◆ INSTRUCTIONS FOR THE TASK ◆
The answer must be an exact copy of every entry.

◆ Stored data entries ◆
━━━━━━━━━━━━━━━━━━━━━━━━━━━━━━
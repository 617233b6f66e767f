//! Wire shapes of the GitHub REST API responses this crate reads.
//!
//! Only the fields the lifecycle manager needs are declared; serde ignores
//! the rest.

use chrono::{DateTime, Utc};
use lifecycle::{
    CommentId, IssueNumber, IssueRef, IssueSnapshot, IssueState, RepositoryId, Timestamp,
};
use serde::Deserialize;

#[derive(Debug, Clone, Deserialize)]
pub(crate) struct ApiUser {
    pub login: String,
    #[serde(rename = "type", default)]
    pub kind: String,
}

impl ApiUser {
    pub fn is_bot(&self) -> bool {
        self.kind == "Bot" || self.login.ends_with("[bot]")
    }
}

#[derive(Debug, Clone, Deserialize)]
pub(crate) struct ApiLabel {
    pub name: String,
}

#[derive(Debug, Clone, Deserialize)]
pub(crate) struct ApiIssue {
    pub number: u64,
    pub state: String,
    pub created_at: DateTime<Utc>,
    #[serde(default)]
    pub labels: Vec<ApiLabel>,
    #[serde(default)]
    pub body: Option<String>,
    /// Present (with links) only when the issue is a pull request.
    #[serde(default)]
    pub pull_request: Option<serde_json::Value>,
}

impl ApiIssue {
    pub fn into_snapshot(self, repository: &RepositoryId) -> IssueSnapshot {
        IssueSnapshot {
            reference: IssueRef::new(repository.clone(), IssueNumber::new(self.number)),
            is_pull_request: self.pull_request.is_some(),
            created_at: Timestamp::from_utc(self.created_at),
            state: if self.state == "closed" {
                IssueState::Closed
            } else {
                IssueState::Open
            },
            labels: self.labels.into_iter().map(|l| l.name).collect(),
            body: self.body.unwrap_or_default(),
        }
    }
}

#[derive(Debug, Clone, Deserialize)]
pub(crate) struct ApiComment {
    pub id: CommentId,
    #[serde(default)]
    pub body: Option<String>,
    #[serde(default)]
    pub user: Option<ApiUser>,
    pub created_at: DateTime<Utc>,
}

#[derive(Debug, Clone, Deserialize)]
pub(crate) struct ApiIssueEvent {
    #[serde(default)]
    pub actor: Option<ApiUser>,
    pub created_at: DateTime<Utc>,
}

#[derive(Debug, Clone, Deserialize)]
pub(crate) struct ApiReview {
    #[serde(default)]
    pub user: Option<ApiUser>,
    #[serde(default)]
    pub submitted_at: Option<DateTime<Utc>>,
}

#[derive(Debug, Clone, Deserialize)]
pub(crate) struct ApiRepository {
    pub id: u64,
}

#[derive(Debug, Clone, Deserialize)]
pub(crate) struct ApiErrorBody {
    pub message: String,
}

#[cfg(test)]
mod tests {
    use super::*;

    #[test]
    fn pull_requests_are_recognised_by_their_link_block() {
        let repo: RepositoryId = "istio/istio".parse().unwrap();
        let issue: ApiIssue = serde_json::from_value(serde_json::json!({
            "number": 12,
            "state": "open",
            "created_at": "2019-10-01T12:00:00Z",
            "labels": [{"name": "lifecycle/stale", "color": "ededed"}],
            "body": null,
            "pull_request": {"url": "https://api.github.com/repos/istio/istio/pulls/12"}
        }))
        .unwrap();

        let snapshot = issue.into_snapshot(&repo);
        assert!(snapshot.is_pull_request);
        assert_eq!(snapshot.labels, vec!["lifecycle/stale".to_string()]);
        assert_eq!(snapshot.body, "");
        assert_eq!(snapshot.state, IssueState::Open);
        assert_eq!(snapshot.reference.to_string(), "istio/istio#12");
    }

    #[test]
    fn app_accounts_count_as_bots() {
        let user: ApiUser =
            serde_json::from_value(serde_json::json!({"login": "istio-policy-bot[bot]"})).unwrap();
        assert!(user.is_bot());

        let user: ApiUser =
            serde_json::from_value(serde_json::json!({"login": "howardjohn", "type": "User"}))
                .unwrap();
        assert!(!user.is_bot());
    }
}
━━━━━━━━━━━━━━━━━━━━━━━━━━━━━━
◆ EXERCISE RESPONSE ◆
repository 617233b6f66e767f
//! Wire shapes of the GitHub REST API responses this crate reads.
//!
//! Only the fields the lifecycle manager needs are declared; serde ignores
//! the rest.

use chrono::{DateTime, Utc};
use lifecycle::{
    CommentId, IssueNumber, IssueRef, IssueSnapshot, IssueState, RepositoryId, Timestamp,
};
use serde::Deserialize;

#[derive(Debug, Clone, Deserialize)]
pub(crate) struct ApiUser {
    pub login: String,
    #[serde(rename = "type", default)]
    pub kind: String,
}

impl ApiUser {
    pub fn is_bot(&self) -> bool {
        self.kind == "Bot" || self.login.ends_with("[bot]")
    }
}

#[derive(Debug, Clone, Deserialize)]
pub(crate) struct ApiLabel {
    pub name: String,
}

#[derive(Debug, Clone, Deserialize)]
pub(crate) struct ApiIssue {
    pub number: u64,
    pub state: String,
    pub created_at: DateTime<Utc>,
    #[serde(default)]
    pub labels: Vec<ApiLabel>,
    #[serde(default)]
    pub body: Option<String>,
    /// Present (with links) only when the issue is a pull request.
    #[serde(default)]
    pub pull_request: Option<serde_json::Value>,
}

impl ApiIssue {
    pub fn into_snapshot(self, repository: &RepositoryId) -> IssueSnapshot {
        IssueSnapshot {
            reference: IssueRef::new(repository.clone(), IssueNumber::new(self.number)),
            is_pull_request: self.pull_request.is_some(),
            created_at: Timestamp::from_utc(self.created_at),
            state: if self.state == "closed" {
                IssueState::Closed
            } else {
                IssueState::Open
            },
            labels: self.labels.into_iter().map(|l| l.name).collect(),
            body: self.body.unwrap_or_default(),
        }
    }
}

#[derive(Debug, Clone, Deserialize)]
pub(crate) struct ApiComment {
    pub id: CommentId,
    #[serde(default)]
    pub body: Option<String>,
    #[serde(default)]
    pub user: Option<ApiUser>,
    pub created_at: DateTime<Utc>,
}

#[derive(Debug, Clone, Deserialize)]
pub(crate) struct ApiIssueEvent {
    #[serde(default)]
    pub actor: Option<ApiUser>,
    pub created_at: DateTime<Utc>,
}

#[derive(Debug, Clone, Deserialize)]
pub(crate) struct ApiReview {
    #[serde(default)]
    pub user: Option<ApiUser>,
    #[serde(default)]
    pub submitted_at: Option<DateTime<Utc>>,
}

#[derive(Debug, Clone, Deserialize)]
pub(crate) struct ApiRepository {
    pub id: u64,
}

#[derive(Debug, Clone, Deserialize)]
pub(crate) struct ApiErrorBody {
    pub message: String,
}

#[cfg(test)]
mod tests {
    use super::*;

    #[test]
    fn pull_requests_are_recognised_by_their_link_block() {
        let repo: RepositoryId = "istio/istio".parse().unwrap();
        let issue: ApiIssue = serde_json::from_value(serde_json::json!({
            "number": 12,
            "state": "open",
            "created_at": "2019-10-01T12:00:00Z",
            "labels": [{"name": "lifecycle/stale", "color": "ededed"}],
            "body": null,
            "pull_request": {"url": "https://api.github.com/repos/istio/istio/pulls/12"}
        }))
        .unwrap();

        let snapshot = issue.into_snapshot(&repo);
        assert!(snapshot.is_pull_request);
        assert_eq!(snapshot.labels, vec!["lifecycle/stale".to_string()]);
        assert_eq!(snapshot.body, "");
        assert_eq!(snapshot.state, IssueState::Open);
        assert_eq!(snapshot.reference.to_string(), "istio/istio#12");
    }

    #[test]
    fn app_accounts_count_as_bots() {
        let user: ApiUser =
            serde_json::from_value(serde_json::json!({"login": "istio-policy-bot[bot]"})).unwrap();
        assert!(user.is_bot());

        let user: ApiUser =
            serde_json::from_value(serde_json::json!({"login": "howardjohn", "type": "User"}))
                .unwrap();
        assert!(!user.is_bot());
    }
}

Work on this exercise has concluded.